![]() |
![]() |
TR-CIS-2002-03 (11/08/2002)
Yen-Yu Chen, Qingqing Gan, Torsten Suel
Abstract
Over the last few years, most major search engines have integrated link-based ranking
techniques in order to provide more accurate search results. One widely known approach
is the Pagerank technique, which forms the basis of the Google ranking scheme, and which
assigns a global importance measure to each page based on the importance of other pages
pointing to it. The main advantage of the Pagerank measure is that it is independent of the
query posed by a user; this means that it can be precomputed and then used to optimize the
layout of the inverted index structure accordingly. However, computing the Pagerank measure
requires implementing an iterative process on a massive graph corresponding to hundreds of
millions of web pages and billions of hyperlinks.
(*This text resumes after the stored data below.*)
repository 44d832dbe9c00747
// Copyright (C) 2026 Fred Clausen
// Use of this source code is governed by an MIT-style
// license that can be found in the LICENSE file or at
// https://opensource.org/licenses/MIT.

#![allow(clippy::expect_used, clippy::unwrap_used)]

mod helpers;
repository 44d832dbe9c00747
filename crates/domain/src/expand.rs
// Copyright (C) 2026 Fred Clausen
// Use of this source code is governed by an MIT-style
// license that can be found in the LICENSE file or at
// https://opensource.org/licenses/MIT.

//! Date-range expansion for scheduling submissions.
//!
//! Expands a user-selected inclusive date range into the concrete
//! calendar days to schedule, honoring the weekend-inclusion flags.
//!
//! ## Invariants
//!
//! - Output is ascending with no duplicates.
//! - Weekdays are always kept; Saturdays and Sundays only when their
//!   flag is set.
//! - The expansion is pure: same inputs, same output.

use crate::error::DomainError;
use time::{Date, Duration, Weekday};

/// Expands an inclusive date range into the ordered days to schedule.
///
/// # Arguments
///
/// * `start` - First day of the range (inclusive)
/// * `end` - Last day of the range (inclusive)
/// * `include_saturday` - Keep Saturdays in the expansion
/// * `include_sunday` - Keep Sundays in the expansion
///
/// # Returns
///
/// The ascending sequence of days to schedule. The result is empty only
/// when the range spans solely excluded weekend days.
///
/// # Errors
///
/// Returns `DomainError::InvalidDateRange` if `end` precedes `start`;
/// no partial expansion is attempted.
pub fn expand_range(
    start: Date,
    end: Date,
    include_saturday: bool,
    include_sunday: bool,
) -> Result<Vec<Date>, DomainError> {
    if start > end {
        return Err(DomainError::InvalidDateRange { start, end });
    }

    let mut dates: Vec<Date> = Vec::new();
    let mut current: Date = start;

    loop {
        let keep: bool = match current.weekday() {
            Weekday::Saturday => include_saturday,
            Weekday::Sunday => include_sunday,
            _ => true,
        };
        if keep {
            dates.push(current);
        }

        if current == end {
            break;
        }
        current = current.checked_add(Duration::days(1)).ok_or_else(|| {
            DomainError::DateArithmeticOverflow {
                operation: "expanding date range".to_string(),
            }
        })?;
    }

    Ok(dates)
}
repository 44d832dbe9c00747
// Copyright (C) 2026 Fred Clausen
// Use of this source code is governed by an MIT-style
// license that can be found in the LICENSE file or at
// https://opensource.org/licenses/MIT.

use crate::confirm::ConfirmationGate;
use crate::request_response::{DateRangeRequest, ScheduleJobRequest};
use crewboard_domain::{Job, RawCount, RawDateInput, RawOperatorAssignment, RawOperatorInput};
use crewboard_store::InMemoryStore;
use time::{Date, Month};

pub fn day(year: i32, month: Month, day: u8) -> Date {
    Date::from_calendar_date(year, month, day).unwrap()
}

pub fn seeded_store() -> InMemoryStore {
    InMemoryStore::with_jobs(vec![
        Job::new(7, String::from("Main St Resurfacing"), Some(String::from("J-1042")), true),
        Job::new(8, String::from("Bridge Deck Repair"), None, true),
        Job::new(9, String::from("Old Yard Cleanup"), None, false),
    ])
}

pub fn dozer_ten_day_template() -> RawDateInput {
    RawDateInput {
        date: None,
        crew_size: Some(RawCount::Number(4)),
        operator: RawOperatorInput::Many(vec![RawOperatorAssignment {
            operator_type: Some(String::from("DOZER")),
            count: Some(RawCount::Number(1)),
        }]),
        other_identifier: vec![String::from("TEN_DAY")],
    }
}

pub fn weekday_range_request(job_id: i64) -> ScheduleJobRequest {
    ScheduleJobRequest {
        job_id,
        template: dozer_ten_day_template(),
        explicit_dates: None,
        range: Some(DateRangeRequest {
            start_date: String::from("2024-06-03"),
            end_date: String::from("2024-06-09"),
            include_saturday: false,
            include_sunday: false,
        }),
    }
}

pub fn explicit_entry(date: &str) -> RawDateInput {
    RawDateInput {
        date: Some(String::from(date)),
        ..RawDateInput::default()
    }
}

/// A gate that declines every operation.
pub struct AutoDecline;

impl ConfirmationGate for AutoDecline {
    fn confirm(&self, _description: &str) -> bool {
        false
    }
}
In this paper, we study I/O-efficient techniques to perform this iterative computation. We derive two algorithms for Pagerank based on techniques proposed for out-of-core graph algorithms, and compare them to two existing algorithms proposed by Haveliwala. We also consider the implementation of a recently proposed topic-sensitive version of Pagerank. Our experimental results show that for very large data sets, significant improvements over previous results can be achieved on machines with moderate amounts of memory. On the other hand, at most minor improvements are possible on data sets that are only moderately larger than memory, which is the case in many practical scenarios.